COMBINATORIAL CHEMISTRY

Methods that can, in a controlled manner, result in the synthesis of numerous chemical variants of a molecule.

TWO-COMPONENT REGULATORY SYSTEM

A signal-transduction system that consists of a sensor protein that senses and responds to an external signal, and which acts on a response-regulator protein that transmits the signal to other components of the cell.

ENTEROCOCCI

Gram-positive cocci bacteria, which include Enterococcus faecium and Enterococcus faecalis.

LATERAL GENE TRANSFER

The transfer of DNA, frequently cassettes of genes, between organisms.

BIOLOGICAL FITNESS

A relative measure of the ability of a particular group of bacteria to compete successfully in a particular environment.

MOLECULAR TYPING

The use of molecular genetic techniques — for example, multiplex PCR, pulse-field gel electrophoresis, Southern blotting and multilocus sequence typing — to genetically compare and characterize bacterial genomes.

TRANSPOSON MUTAGENESIS

The use of transposons to generate (knock-out) mutations.

SUICIDE VECTOR

A vector (plasmid) that is unable to replicate in a particular host and is maintained only if it recombines into the host genome.

PEPTIDE DEFORMYLASE

An essential bacterial metalloenzyme that deformylates the N-formylmethionine of newly synthesized bacterial polypeptides.

PBP2A

A penicillin-resistant transpeptidase that is encoded by mecA in methicillin-resistant S. aureus strains.

GLYCOPEPTIDES

The antibiotic class to which vancomycin belongs.

MULTIDRUG EFFLUX

The process by which efflux pumps bind and efflux a variety of structurally dissimilar compounds from the cell.

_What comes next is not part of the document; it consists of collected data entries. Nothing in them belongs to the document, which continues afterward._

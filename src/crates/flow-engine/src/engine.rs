//! `FlowEngine`: the top-level entry point, §4.2. Owns the translation from
//! an untyped [`IrProgram`] into every subsystem's typed configuration (via
//! [`crate::ir_build`]), composes the resulting [`FlowDispatcher`], and
//! drives one run end to end, including the §4.2 redirect loop
//! (`goto_flow` restarts execution in the target flow rather than
//! returning).

use crate::config::EngineConfig;
use crate::dispatcher::{DispatcherDeps, FlowDispatcher, StreamSink};
use crate::ir_build::{
    parse_ai_call_def, parse_graph_config, parse_memory_store_config, parse_record_def,
    parse_stages, parse_tool_config, parse_vector_store_config,
};
use crate::observability::ObservabilitySink;
use crate::resolver::EngineResolver;
use flow_core::ir::IrProgram;
use flow_core::llm::ChatModel;
use flow_core::scheduler::{build_graph, run_node, SchedulerContext, SchedulerError};
use flow_core::state::{FlowState, RunContext};
use flow_core::value::Value;
use flow_rag::{FrameVectorStore, RagEngine};
use flow_records::RecordRegistry;
use flow_store::FrameStore;
use indexmap::IndexMap;
use llm::ProviderAdapter;
use std::sync::Arc;
use thiserror::Error;
use uuid::Uuid;

/// §4.12's flow-level terminal states.
#[derive(Debug, Clone, Copy, PartialEq, Eq)]
pub enum RunStatus {
    Completed,
    Suspended,
    Failed,
}

#[derive(Debug, Clone)]
pub struct FlowRunResult {
    pub status: RunStatus,
    pub state: FlowState,
}

#[derive(Debug, Error)]
pub enum FlowEngineError {
    #[error("no flow named '{0}'")]
    UnknownFlow(String),

    #[error("flow '{0}' redirected to unknown flow '{1}'")]
    RedirectToMissingFlow(String, String),

    #[error("redirect loop exceeded {0} hops without settling")]
    RedirectLoopTooDeep(usize),

    #[error("failed to build graph '{0}': {1}")]
    GraphSetup(String, String),

    #[error(transparent)]
    Graph(#[from] SchedulerError),
}

/// A redirect chain this long almost certainly means two flows are
/// redirecting to each other; §4.2 doesn't bound this explicitly, but an
/// unbounded loop would hang a run forever.
const MAX_REDIRECTS: usize = 32;

/// Collaborators [`FlowEngine::new`] cannot derive from the IR alone:
/// vendor clients, the storage backend, and memory persistence all need
/// credentials or a backing store a declarative program doesn't carry.
pub struct EngineDeps {
    pub store: Arc<dyn FrameStore>,
    pub provider_adapter: Arc<ProviderAdapter>,
    pub memory_backend: Arc<dyn flow_memory::MemoryBackend>,
    pub default_chat_model: Option<Arc<dyn ChatModel>>,
}

pub struct FlowEngine {
    dispatcher: FlowDispatcher,
    ctx: Arc<SchedulerContext>,
    observability: Arc<ObservabilitySink>,
}

impl FlowEngine {
    /// Parses every non-flow `IrProgram` collection into its subsystem's
    /// typed config, validates each flow graph (C10), and builds the
    /// [`FlowDispatcher`] every run executes through.
    pub fn new(ir: &IrProgram, deps: EngineDeps, config: EngineConfig) -> Result<Self, FlowEngineError> {
        for graph in ir.flows.values() {
            build_graph(graph)?;
        }

        let mut record_registry = RecordRegistry::new();
        let mut records = IndexMap::new();
        for (name, entry) in &ir.records {
            let def = parse_record_def(name, &entry.config);
            record_registry.register(def.clone());
            records.insert(name.clone(), def);
        }

        // `ai_calls`/`agents` share one config shape (provider/model/system/
        // tools/memory) so they're parsed into a single lookup table keyed
        // by call id; the node kind recorded on the `FlowNode` (`Ai` vs.
        // `Agent`), not this map, decides whether `FlowDispatcher` runs the
        // tool-invoke-and-feedback loop for a given call.
        let ai_calls = ir
            .ai_calls
            .iter()
            .chain(ir.agents.iter())
            .map(|(name, entry)| (name.clone(), parse_ai_call_def(&entry.config)))
            .collect::<IndexMap<_, _>>();

        let mut memory_configs = IndexMap::new();
        for entry in ir.memory_stores.values() {
            if let Some(cfg) = parse_memory_store_config(&entry.config) {
                memory_configs.insert(cfg.kind, cfg);
            }
        }

        let mut tool_executor = tooling::tool_exec::ToolExecutor::new();
        for (name, entry) in &ir.tools {
            tool_executor.register(parse_tool_config(name, &entry.config));
        }

        let mut rag_engine = RagEngine::new();
        for (name, entry) in &ir.vector_stores {
            let cfg = parse_vector_store_config(&entry.config);
            rag_engine.register_vector_store(name.clone(), Box::new(FrameVectorStore::new(deps.store.clone(), cfg.frame, cfg.text_field)));
        }
        for (name, entry) in &ir.graphs {
            let cfg = parse_graph_config(&entry.config);
            rag_engine
                .graphs
                .ensure_built(name, deps.store.as_ref(), &cfg.frame, &cfg.text_field, cfg.max_entities_per_doc)
                .map_err(|e| FlowEngineError::GraphSetup(name.clone(), e.to_string()))?;
        }

        let rag_pipelines = ir.rag_pipelines.iter().map(|(name, entry)| (name.clone(), parse_stages(&entry.config))).collect::<IndexMap<_, _>>();

        let resolver: Arc<dyn flow_core::env::ExternalResolver> = Arc::new(EngineResolver::new(deps.store.clone()));
        let ctx = Arc::new(SchedulerContext::new(IndexMap::new(), IndexMap::new(), resolver.clone(), config.max_parallel_tasks));
        let observability = Arc::new(ObservabilitySink::new());

        let dispatcher_deps = DispatcherDeps {
            store: deps.store,
            flows: ir.flows.clone(),
            record_registry,
            records,
            provider_adapter: deps.provider_adapter,
            ai_calls,
            memory_backend: deps.memory_backend,
            memory_configs,
            tool_executor: Arc::new(tool_executor),
            rag_engine: Arc::new(rag_engine),
            rag_pipelines,
            default_chat_model: deps.default_chat_model,
            helpers: IndexMap::new(),
            rulegroups: IndexMap::new(),
            resolver,
            ctx: ctx.clone(),
        };

        Ok(Self {
            dispatcher: FlowDispatcher::new(dispatcher_deps, observability.clone()),
            ctx,
            observability,
        })
    }

    pub fn observability(&self) -> &ObservabilitySink {
        &self.observability
    }

    /// Turns a [`RunContext`] into the `state`/`user`/`secret`/`env`/`input`
    /// seed data §6 describes, plus the app/request identifiers a caller
    /// needs back to correlate a run with its origin.
    fn seed_state(run_context: &RunContext) -> FlowState {
        let mut state = FlowState::new();
        state.context.insert("app_name".to_string(), Value::str(run_context.app_name.clone()));
        state.context.insert("request_id".to_string(), Value::str(run_context.request_id.clone()));
        state.context.insert("user".to_string(), Value::from_map(run_context.user_context.clone()));
        state.context.insert("env".to_string(), Value::from_map(run_context.metadata.clone()));
        state.context.insert(
            "secret".to_string(),
            Value::from_map(run_context.secrets.iter().map(|(k, v)| (k.clone(), Value::str(v.clone()))).collect()),
        );
        let input = run_context.inputs().cloned().unwrap_or_default();
        state.context.insert("input".to_string(), Value::from_map(input));
        if !run_context.user_input.is_null() {
            state.data.insert("user_input".to_string(), run_context.user_input.clone());
        }
        state
    }

    /// Runs `flow_name` to completion, following §4.2's redirect loop:
    /// a `goto_flow` node marks `state`'s redirect target instead of
    /// returning, and the engine restarts traversal from that flow's entry
    /// node with the accumulated state carried forward. A target flow that
    /// doesn't exist is a fatal error, not a silent no-op.
    pub async fn run_flow_async(
        &self,
        flow_name: &str,
        run_context: RunContext,
        initial_state: Option<FlowState>,
        stream_sink: Option<StreamSink>,
    ) -> Result<FlowRunResult, FlowEngineError> {
        if let Some(sink) = stream_sink {
            self.dispatcher.set_stream_sink(sink);
        }

        let mut current_flow = flow_name.to_string();
        let mut state = initial_state.unwrap_or_else(|| Self::seed_state(&run_context));
        let mut hops = 0usize;

        let result = loop {
            let graph = self
                .dispatcher
                .flows
                .get(&current_flow)
                .ok_or_else(|| FlowEngineError::UnknownFlow(current_flow.clone()))?;

            let mut run_state = run_node(graph, &graph.entry_id, state, None, None, &self.ctx, &self.dispatcher).await?;

            if run_state.has_redirect() {
                let target = run_state.redirect_target().unwrap_or_default();
                if !self.dispatcher.flows.contains_key(&target) {
                    break Err(FlowEngineError::RedirectToMissingFlow(current_flow.clone(), target));
                }
                self.observability.record_redirect(&current_flow, &target);
                hops += 1;
                if hops > MAX_REDIRECTS {
                    break Err(FlowEngineError::RedirectLoopTooDeep(MAX_REDIRECTS));
                }
                run_state.clear_transient_markers();
                current_flow = target;
                state = run_state;
                continue;
            }

            let status = if run_state.is_awaiting_input() {
                RunStatus::Suspended
            } else if !run_state.errors.iter().all(|e| e.handled) {
                RunStatus::Failed
            } else {
                RunStatus::Completed
            };
            run_state.clear_transient_markers();
            break Ok(FlowRunResult { status, state: run_state });
        };

        self.dispatcher.clear_stream_sink();
        result
    }
}

/// A process-unique handle for one `run_flow_async` invocation, suitable
/// for log correlation (§6's `request_id`, when a caller doesn't supply
/// its own).
pub fn new_run_id() -> String {
    Uuid::new_v4().to_string()
}

#[cfg(test)]
mod tests {
    use super::*;
    use flow_core::ir::{FlowGraph, FlowNode, NodeKind};
    use flow_store::InMemoryFrameStore;

    fn deps() -> EngineDeps {
        EngineDeps {
            store: Arc::new(InMemoryFrameStore::new()),
            provider_adapter: Arc::new(ProviderAdapter::new(
                flow_core::breaker::CircuitBreaker::new(Default::default()),
                flow_core::retry::RetryPolicy::default(),
                std::time::Duration::from_secs(30),
            )),
            memory_backend: Arc::new(flow_memory::InMemoryBackend::new()),
            default_chat_model: None,
        }
    }

    fn single_noop_flow(name: &str) -> FlowGraph {
        let mut graph = FlowGraph::new(name, "start");
        graph.add_node(FlowNode::new("start", NodeKind::Noop));
        graph
    }

    #[tokio::test]
    async fn runs_a_trivial_flow_to_completion() {
        let mut ir = IrProgram::new();
        ir.flows.insert("main".to_string(), single_noop_flow("main"));
        let engine = FlowEngine::new(&ir, deps(), EngineConfig::default()).unwrap();
        let result = engine.run_flow_async("main", RunContext::default(), None, None).await.unwrap();
        assert_eq!(result.status, RunStatus::Completed);
    }

    #[tokio::test]
    async fn unknown_flow_is_an_error() {
        let ir = IrProgram::new();
        let engine = FlowEngine::new(&ir, deps(), EngineConfig::default()).unwrap();
        let err = engine.run_flow_async("missing", RunContext::default(), None, None).await.unwrap_err();
        assert!(matches!(err, FlowEngineError::UnknownFlow(_)));
    }

    #[tokio::test]
    async fn goto_flow_redirects_into_the_target_flow() {
        let mut ir = IrProgram::new();
        let mut first = FlowGraph::new("first", "go");
        first.add_node(FlowNode::new("go", NodeKind::GotoFlow).with_target("second"));
        ir.flows.insert("first".to_string(), first);
        ir.flows.insert("second".to_string(), single_noop_flow("second"));

        let engine = FlowEngine::new(&ir, deps(), EngineConfig::default()).unwrap();
        let result = engine.run_flow_async("first", RunContext::default(), None, None).await.unwrap();
        assert_eq!(result.status, RunStatus::Completed);
    }

    #[tokio::test]
    async fn redirect_to_missing_flow_is_fatal() {
        let mut ir = IrProgram::new();
        let mut first = FlowGraph::new("first", "go");
        first.add_node(FlowNode::new("go", NodeKind::GotoFlow).with_target("nowhere"));
        ir.flows.insert("first".to_string(), first);

        let engine = FlowEngine::new(&ir, deps(), EngineConfig::default()).unwrap();
        let err = engine.run_flow_async("first", RunContext::default(), None, None).await.unwrap_err();
        assert!(matches!(err, FlowEngineError::RedirectToMissingFlow(_, _)));
    }
}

BROAD-SPECTRUM ANTIBIOTICS

Antibiotics that kill or inhibit the growth of phylogenetically distant bacterial species, for example, Gram-negative and Gram-positive bacteria.

MUTANT-PREVENTIVE CONCENTRATION

(MPC). The antibiotic concentration that prevents the growth of bacteria carrying single mutations to resistance.

MINIMAL INHIBITORY CONCENTRATION

(MIC). The minimal amount of antibiotic that is required to prevent the growth of a bacterial strain under defined conditions.

CONJUGATE VACCINE

A vaccine in which the bacterial polysaccharide antigen is coupled to a protein carrier that can be processed and presented to T cells bearing specific receptors for the protein complex.

SEROTYPE

A bacterial strain that is classified on the basis of its surface antigens.

BACTERIOPHAGE

A virus that infects, grows on and can kill specific strains of bacteria.

PHASE III CLINICAL TRIALS

The assessment of efficacy and side-effects; generally involves hundreds of patients enrolled at different clinics nationwide or worldwide.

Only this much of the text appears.